◆ Assigned task:
Among the entries below, how many lines contain the string "PathBuf"? Only the number, please.

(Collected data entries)
*** Block opens ***

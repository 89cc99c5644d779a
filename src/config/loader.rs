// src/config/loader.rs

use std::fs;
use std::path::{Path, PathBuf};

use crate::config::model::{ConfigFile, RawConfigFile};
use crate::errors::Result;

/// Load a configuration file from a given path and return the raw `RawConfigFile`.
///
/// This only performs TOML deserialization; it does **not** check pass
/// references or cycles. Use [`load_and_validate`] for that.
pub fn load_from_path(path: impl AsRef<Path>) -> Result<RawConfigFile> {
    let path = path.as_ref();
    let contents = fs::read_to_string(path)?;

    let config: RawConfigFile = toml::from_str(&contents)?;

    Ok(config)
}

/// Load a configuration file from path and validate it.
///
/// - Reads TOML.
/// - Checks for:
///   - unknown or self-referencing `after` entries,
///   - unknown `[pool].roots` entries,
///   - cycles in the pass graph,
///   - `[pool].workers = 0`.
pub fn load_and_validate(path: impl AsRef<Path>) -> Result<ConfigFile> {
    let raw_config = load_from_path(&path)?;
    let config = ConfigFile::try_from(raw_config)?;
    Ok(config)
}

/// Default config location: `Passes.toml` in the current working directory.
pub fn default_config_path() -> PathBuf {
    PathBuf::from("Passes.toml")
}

*** Block closes ***
*** Block opens ***

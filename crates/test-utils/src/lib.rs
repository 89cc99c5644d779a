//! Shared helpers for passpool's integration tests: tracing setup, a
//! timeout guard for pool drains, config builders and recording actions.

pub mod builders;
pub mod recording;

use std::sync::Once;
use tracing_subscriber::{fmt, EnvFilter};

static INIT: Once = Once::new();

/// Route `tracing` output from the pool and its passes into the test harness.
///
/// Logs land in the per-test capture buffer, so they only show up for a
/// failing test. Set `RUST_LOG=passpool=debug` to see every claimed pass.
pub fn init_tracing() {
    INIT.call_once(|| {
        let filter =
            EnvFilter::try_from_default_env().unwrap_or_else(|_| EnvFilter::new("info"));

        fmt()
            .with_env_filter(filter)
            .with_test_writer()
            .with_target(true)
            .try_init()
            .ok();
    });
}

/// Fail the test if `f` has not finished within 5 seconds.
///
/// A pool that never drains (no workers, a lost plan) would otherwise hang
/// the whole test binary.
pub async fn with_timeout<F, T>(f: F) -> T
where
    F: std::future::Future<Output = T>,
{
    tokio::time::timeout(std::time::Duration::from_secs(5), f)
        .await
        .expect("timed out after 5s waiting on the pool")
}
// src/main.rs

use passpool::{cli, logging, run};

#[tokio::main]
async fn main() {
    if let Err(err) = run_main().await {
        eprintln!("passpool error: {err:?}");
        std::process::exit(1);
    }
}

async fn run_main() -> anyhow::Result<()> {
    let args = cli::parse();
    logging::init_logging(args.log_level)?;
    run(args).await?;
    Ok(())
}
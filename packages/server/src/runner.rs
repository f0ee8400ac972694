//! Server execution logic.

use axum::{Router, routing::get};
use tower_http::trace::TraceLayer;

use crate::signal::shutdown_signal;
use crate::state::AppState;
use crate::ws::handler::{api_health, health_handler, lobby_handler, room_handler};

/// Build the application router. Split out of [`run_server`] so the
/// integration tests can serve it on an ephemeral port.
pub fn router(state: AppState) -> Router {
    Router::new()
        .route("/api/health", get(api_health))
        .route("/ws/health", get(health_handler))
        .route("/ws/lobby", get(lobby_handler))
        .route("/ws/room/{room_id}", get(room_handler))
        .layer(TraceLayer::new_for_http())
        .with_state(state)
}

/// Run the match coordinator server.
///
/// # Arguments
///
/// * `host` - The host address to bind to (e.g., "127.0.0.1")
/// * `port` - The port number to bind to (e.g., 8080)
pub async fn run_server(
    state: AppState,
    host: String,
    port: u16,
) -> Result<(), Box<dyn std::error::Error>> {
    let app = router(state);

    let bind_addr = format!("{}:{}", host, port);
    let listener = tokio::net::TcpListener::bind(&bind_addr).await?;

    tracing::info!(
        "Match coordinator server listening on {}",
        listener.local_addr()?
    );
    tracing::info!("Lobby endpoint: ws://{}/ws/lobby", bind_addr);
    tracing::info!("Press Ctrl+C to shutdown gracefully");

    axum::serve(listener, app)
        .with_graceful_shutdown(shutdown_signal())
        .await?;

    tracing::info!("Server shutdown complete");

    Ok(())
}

*** Block closes ***
*** Block opens ***

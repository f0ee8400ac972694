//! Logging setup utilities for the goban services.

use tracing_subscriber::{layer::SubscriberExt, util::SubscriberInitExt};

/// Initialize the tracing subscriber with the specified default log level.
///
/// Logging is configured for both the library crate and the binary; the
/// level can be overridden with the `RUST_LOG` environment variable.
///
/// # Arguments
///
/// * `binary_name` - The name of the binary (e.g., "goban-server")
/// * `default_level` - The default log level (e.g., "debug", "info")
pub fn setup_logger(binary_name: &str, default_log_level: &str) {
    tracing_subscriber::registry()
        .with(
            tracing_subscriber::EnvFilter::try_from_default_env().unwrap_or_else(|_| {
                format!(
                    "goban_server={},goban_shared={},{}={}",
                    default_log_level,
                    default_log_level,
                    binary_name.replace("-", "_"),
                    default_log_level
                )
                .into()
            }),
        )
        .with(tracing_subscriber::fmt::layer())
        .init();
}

*** Block closes ***

◆ Response area:
3